The Yale Outdoor Education Center was founded and named by Yale Medal recipient Edward C. Migdalski, father of the current director, who was the director from its creation in 1966 to 1984, when his son Tom took over management. Ed passed away in 2009 at age 91. He was a pioneer of the outdoor recreation concept and club sports movement nationally, and the author of nine outdoor-sports books, primarily on fishes and fishing. Prior to joining the Athletics Department in 1966, Ed was a world explorer, specimen collector and taxidermist at Yale’s Peabody Museum in New Haven. Some of his work is still present there. His taxidermy work is also viewable in the fish display case on the OEC boat dock.
Prior to 1966, the OEC was called the Yale Engineering Camp, part of the Sheffield Scientific School, which was used for summer field-work experience for Yale students enrolled in the Engineering program. Some of the land was purchased by Yale, but most of it was gifted by donors for Yale’s use in perpetuity.
Yale dissolved civil engineering as major study in the mid-1960s, which is when Ed Migdalski was given control of the camp for two years on a trial basis to see if he could successfully turn it into a recreation center after his presentation to then Yale treasurer Charles Gage.
The cabins and other buildings were constructed in the early 1920s. The cabins were the summer dorm rooms for field study students, and they were comprised of five rooms each with one exterior door each. You could not walk between rooms, and they only contained two bunk beds and a single pull-chain light bulb hanging from the ceiling per room. There were no sinks, refrigeration, kitchenette, running water or decks.
The dining hall, which we now rent for special events like weddings, receptions and meetings, was a dining hall back then, too, staffed by two cooks, and the students would walk up the footpath from the cabins for three meals a day there. The shower house was only one large room, not divided into three like now, with two open tin showers and long, trough-like wash sinks with 10 faucets each for wash-up before meals. Back then, Yale wasn’t coed, so it was an all-men’s camp; thus, the open showers weren’t an issue.
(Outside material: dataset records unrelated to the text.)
//! Event Bus (C2) — process-wide publish/subscribe with a bounded history
//! ring, grounded on `sa_gateway::runtime::runs::RunStore`'s broadcast
//! channel + `VecDeque`-backed ring pattern.
//!
//! Unlike the teacher's per-run channels (one run, one subscriber
//! lifecycle), a discussion can be watched by several clients across its
//! whole lifetime, so each discussion id gets one broadcast sender that
//! outlives any single subscriber; delivery is best-effort per spec §4.2
//! ("if a subscriber's outbound queue is full, the event is dropped").

use std::collections::{HashMap, VecDeque};

use parking_lot::RwLock;
use tokio::sync::broadcast;

use discuss_domain::event::{DiscussionEvent, EventEnvelope};

const CHANNEL_CAPACITY: usize = 256;
const MAX_HISTORY_PER_DISCUSSION: usize = 500;

pub struct EventBus {
    channels: RwLock<HashMap<String, broadcast::Sender<EventEnvelope>>>,
    history: RwLock<HashMap<String, VecDeque<EventEnvelope>>>,
}

impl EventBus {
    pub fn new() -> Self {
        Self { channels: RwLock::new(HashMap::new()), history: RwLock::new(HashMap::new()) }
    }

    /// Subscribe to a discussion's events, creating its channel on first use.
    pub fn subscribe(&self, discussion_id: &str) -> broadcast::Receiver<EventEnvelope> {
        let mut channels = self.channels.write();
        let tx = channels
            .entry(discussion_id.to_string())
            .or_insert_with(|| broadcast::channel(CHANNEL_CAPACITY).0);
        tx.subscribe()
    }

    /// Publish an event: record it in the bounded ring, then broadcast
    /// fire-and-forget. A `send` error just means there are no current
    /// subscribers — never treated as a failure.
    pub fn publish(&self, event: DiscussionEvent) {
        let envelope = EventEnvelope::new(event);
        let discussion_id = envelope.event.discussion_id().to_string();

        {
            let mut history = self.history.write();
            let ring = history.entry(discussion_id.clone()).or_default();
            ring.push_back(envelope.clone());
            while ring.len() > MAX_HISTORY_PER_DISCUSSION {
                ring.pop_front();
            }
        }

        let tx = {
            let mut channels = self.channels.write();
            channels.entry(discussion_id).or_insert_with(|| broadcast::channel(CHANNEL_CAPACITY).0).clone()
        };
        let _ = tx.send(envelope);
    }

    /// Recent events for a discussion, oldest first.
    pub fn recent(&self, discussion_id: &str) -> Vec<EventEnvelope> {
        self.history.read().get(discussion_id).map(|r| r.iter().cloned().collect()).unwrap_or_default()
    }

    /// Drop a discussion's channel and history (spec: `discussion_deleted`).
    pub fn forget(&self, discussion_id: &str) {
        self.channels.write().remove(discussion_id);
        self.history.write().remove(discussion_id);
    }
}

impl Default for EventBus {
    fn default() -> Self {
        Self::new()
    }
}

/// Emits a throttled stream of `message_token` events: every `k` tokens or
/// every `interval`, whichever comes first, plus an unconditional final
/// emission (spec §4.2 "A final `done=true` token event is always
/// emitted, bypassing throttle").
pub struct TokenThrottle {
    k: u32,
    interval: std::time::Duration,
    count_since_emit: u32,
    last_emit: std::time::Instant,
}

impl TokenThrottle {
    pub fn new(k: u32, interval_ms: u64) -> Self {
        Self {
            k: k.max(1),
            interval: std::time::Duration::from_millis(interval_ms),
            count_since_emit: 0,
            last_emit: std::time::Instant::now(),
        }
    }

    /// Call once per received token/chunk. Returns true when this chunk
    /// should trigger an emission.
    pub fn tick(&mut self) -> bool {
        self.count_since_emit += 1;
        let due = self.count_since_emit >= self.k || self.last_emit.elapsed() >= self.interval;
        if due {
            self.count_since_emit = 0;
            self.last_emit = std::time::Instant::now();
        }
        due
    }
}

#[cfg(test)]
mod tests {
    use super::*;

    #[test]
    fn publish_without_subscribers_does_not_panic() {
        let bus = EventBus::new();
        bus.publish(DiscussionEvent::DiscussionStopped { discussion_id: "d1".into() });
    }

    #[tokio::test]
    async fn subscriber_receives_published_event() {
        let bus = EventBus::new();
        let mut rx = bus.subscribe("d1");
        bus.publish(DiscussionEvent::DiscussionStopped { discussion_id: "d1".into() });
        let received = rx.recv().await.unwrap();
        assert_eq!(received.event.discussion_id(), "d1");
    }

    #[test]
    fn history_ring_is_bounded_and_ordered() {
        let bus = EventBus::new();
        for i in 0..(MAX_HISTORY_PER_DISCUSSION + 10) {
            bus.publish(DiscussionEvent::DiscussionError { discussion_id: "d1".into(), error: i.to_string() });
        }
        let recent = bus.recent("d1");
        assert_eq!(recent.len(), MAX_HISTORY_PER_DISCUSSION);
    }

    #[test]
    fn forget_clears_channel_and_history() {
        let bus = EventBus::new();
        bus.publish(DiscussionEvent::DiscussionStopped { discussion_id: "d1".into() });
        bus.forget("d1");
        assert!(bus.recent("d1").is_empty());
    }

    #[test]
    fn token_throttle_fires_every_k_tokens() {
        let mut throttle = TokenThrottle::new(3, 100_000);
        assert!(!throttle.tick());
        assert!(!throttle.tick());
        assert!(throttle.tick());
    }

    #[test]
    fn token_throttle_resets_after_firing() {
        let mut throttle = TokenThrottle::new(2, 100_000);
        assert!(!throttle.tick());
        assert!(throttle.tick());
        assert!(!throttle.tick());
    }
}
The woods used to come right up to the front (lake side) of the dining hall, and there was therefore no view of the lake; likewise, we added the deck off the front to enhance special occasion usage. We also finished the bare floors, installed new windows, and added interior siding. The wood tables and benches in the hall are original antiques to the mid-1920s. But the sink, stove, hot water and refrigeration are all newer.
The outhouses back then were wooden and two-seaters, and one would sprinkle lime (like the white, granular type used on lawns) into the outhouse after doing one’s business to “cure” it; in other words, they were “dry” with no liquid. They had a trap door behind them, and a caretaker would shovel them out each winter.
Besides renovating the cabins, we widened the roads, previously only one lane and passable only by means of pullovers. Drivers would honk their horn in advance or be forced to back up a long distance to the last pullover. The speed bumps in our road were always there, but they are equally for water drainage purposes, and not just speed bumps. Their old-time name is a “Thank-You Mam” because on steep, long hills (not located here), they were used for horses to take a break and rest wagon wheels against them.
We built the pavilion in 1981, which was funded by a Mr. Don Hopkins, who paid for construction materials, and the Yale Graduate School of Architecture designed it and provided the labor as part of its graduation requirement. The design was one chosen by Ed Migdalski for its detached cooking area via a “breezeway,” one of a number in a competition from a series of to-scale models built by the grad students.
The picnic groves never existed either, and it was just a wooded shore where the tables are now, and it looked like the rest of the lake’s wooded shoreline. Likewise, we added the grass beach, sand beach, swim dock, boat dock and gazebo, all through alumni donations. (Please contact the OEC director if you would like to make a tax-deductible contribution for a special project or purchase at the Outdoor Center.)
Cabin 7 & 8 used to be one long cabin, like the others, and it was in front of the pavilion between the recreation cabin and the cabin 9. Tom Migdalski cut down two straight oak trees, and we built a sled from them. Caretaker Bill Kowalski cut the cabin in half with a chainsaw, and we used a bulldozer and a backhoe to load them onto the oak-tree sled and drag them to their current position.
We originally built the goat pen as a duck pond with a dozen ducks, and water pumped in from the lake. But predators got after the ducks. After that, it housed sheep for a few summers.
All the property surrounding the lake is private and owned by Yale. The dam, which is around to the right side, is state-controlled for water-level safety. The boat launch, located to the left and around the bend, is also state owned. The water itself is state controlled; therefore, anyone may launch from the state ramp, but nobody may go ashore elsewhere on the lake. Motorboats are allowed from the state launch only, but the lake has an 8-mph speed limit. You also must have a state inland-waters fishing license to fish in the lake, which is named Powers Lake.